Saturday, September 27, 2008

Day 24: I Just Can’t Quite Wrap My Mind Around It.

My body is incapable of sleeping in so I was wide awake at 6:45 this morning. It was still nice to be able to lay under the covers and read for a little while before wandering downstairs for breakfast. I had intentionally made no plans for today so I could take some time to do much of nothing. So after getting food in my stomach I headed back to my room where until lunchtime I was able to organize my stuff, get a load of clothes washed, and start reading Pride And Prejudice (I’m trying to branch out. I need to read things other than depressing memoirs!). It was very relaxing and helped me catch up on some things I hadn’t gotten around to in the past few days.

 

            At lunchtime we sat down to eat and got the devastating news that our coworker had just passed away. Hannatu was not a woman I knew well but I had heard of her before coming here from my friends Val and Char who had worked at Faith Alive last spring. She had worked at the Clinic for a few years with the financial aspect of things and everyone enjoyed being around her. She had been away at a conference the past few days and decided to take public transportation back to Jos. I don’t know the details, but there was a bad accident and she passed away a few hours later in the hospital. Travel can be dangerous if you take public transportation because there are no traffic laws. People can cram fifteen adults into a minivan and it is not uncommon to see commercial trucks plowing down the highway with four or five teenage boys holding onto the back. Yesterday I saw a woman seated with three children behind the driver of a motorbike. Biana was very upset and spent much of the afternoon without saying much. When we spoke in the living room we remembered that life does not end with death for us as believers but is actually the beginning. Unfortunately it still leaves behind sorrow--the Faith Alive staff will need time to recover and heal.

 

            The rest of the day was a little more low-key than other Saturdays. Adrie and I each read our books and watched part of the original Planet of the Apes, we ate dinner together, and spent time speaking of happier subjects around the table. After laughing through stories about Kristen’s family cruise episodes we decided it would be an early night.

 

            Encountering death is always difficult. In Nigeria it is an aspect of life that people must deal with more often and more intimately than I am used to. With the strong presence of disease and malnutrition here many people born into poverty don’t expect to live a full productive life. And sadly the rest of the world believes the same thing. Many of the patients I see in the hospital each morning are living in the shadow of death, diagnosed with a virus that will allow illness to attack their body. It is hard to have hope when you spend time with a man suffering from HIV and TB with bedsores on his back from lack of strength to turn his own body. It is hard to give a smile to a woman who has just heard that the dreaded condition that has weakened the bodies and spirits of people important in her life is also living in her. It is hard to be okay with death when it chooses to dwell among the people with so little in life, the people who are trying their best to live a normal life day to day. I just have to trust that God knows what is going on, even if I don’t.             

2 comments:

Unknown said...

jeez, Caity, you've no idea how excited I get to read these every night before bed. they kind of help my heart get in the right place at times...

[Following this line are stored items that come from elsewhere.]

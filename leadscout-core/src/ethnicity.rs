//! The closed ethnicity enumeration (spec §3).

use serde::{Deserialize, Serialize};

/// Broad ethnicity classification used for demographic targeting.
///
/// This is a probabilistic cluster assignment, not a claim about any
/// individual. `Unknown` is reserved for unclassifiable names and must
/// never be fabricated from a low-confidence signal — callers should
/// prefer returning `None` from a layer over guessing `Unknown` with high
/// confidence.
#[derive(Debug, Clone, Copy, PartialEq, Eq, Hash, Serialize, Deserialize)]
#[serde(rename_all = "snake_case")]
pub enum Ethnicity {
    African,
    White,
    Indian,
    CapeMalay,
    Coloured,
    Chinese,
    Unknown,
}

impl Ethnicity {
    /// All non-`Unknown` variants, in a stable order used for iteration
    /// over dictionary/pattern tables.
    pub const ALL: [Ethnicity; 6] = [
        Ethnicity::African,
        Ethnicity::White,
        Ethnicity::Indian,
        Ethnicity::CapeMalay,
        Ethnicity::Coloured,
        Ethnicity::Chinese,
    ];

    pub fn as_str(&self) -> &'static str {
        match self {
            Ethnicity::African => "african",
            Ethnicity::White => "white",
            Ethnicity::Indian => "indian",
            Ethnicity::CapeMalay => "cape_malay",
            Ethnicity::Coloured => "coloured",
            Ethnicity::Chinese => "chinese",
            Ethnicity::Unknown => "unknown",
        }
    }

    pub fn parse(s: &str) -> Option<Self> {
        match s {
            "african" => Some(Ethnicity::African),
            "white" => Some(Ethnicity::White),
            "indian" => Some(Ethnicity::Indian),
            "cape_malay" => Some(Ethnicity::CapeMalay),
            "coloured" => Some(Ethnicity::Coloured),
            "chinese" => Some(Ethnicity::Chinese),
            "unknown" => Some(Ethnicity::Unknown),
            _ => None,
        }
    }
}

impl std::fmt::Display for Ethnicity {
    fn fmt(&self, f: &mut std::fmt::Formatter<'_>) -> std::fmt::Result {
        write!(f, "{}", self.as_str())
    }
}

#[cfg(test)]
mod tests {
    use super::*;

    #[test]
    fn round_trips_through_str() {
        for e in Ethnicity::ALL.iter().copied().chain([Ethnicity::Unknown]) {
            assert_eq!(Ethnicity::parse(e.as_str()), Some(e));
        }
    }

    #[test]
    fn rejects_unknown_strings() {
        assert_eq!(Ethnicity::parse("martian"), None);
    }
}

I was just thinking...I've never really seen death before. almost, but never the real thing. except when we put my cat down. but that doesn't count.
I think I have a certain view of how it should be, but since I've never seen it, I don't know. I'm glad the Lord takes care of these things... even with naive kids like me.

Valerie said...

Caitlin,

When I first got Biana's e-mail I was shocked, and then just devestated. I never got used to death in Jos, particularly among the children. But you come to an understanding that death is also as commonplace as no running water or electricity.

An unexpected death such as Hannatu's, teaches you to live in the here and now, because there is no promise of tomorrow - and sometimes there isn't that chance to tell your friend that you love her one more time. I loved Hannatu and I will miss her, but even as we grieve her passing we rejoice in knowing that she has bowed at Jesus' feet, and she has felt His touch on her.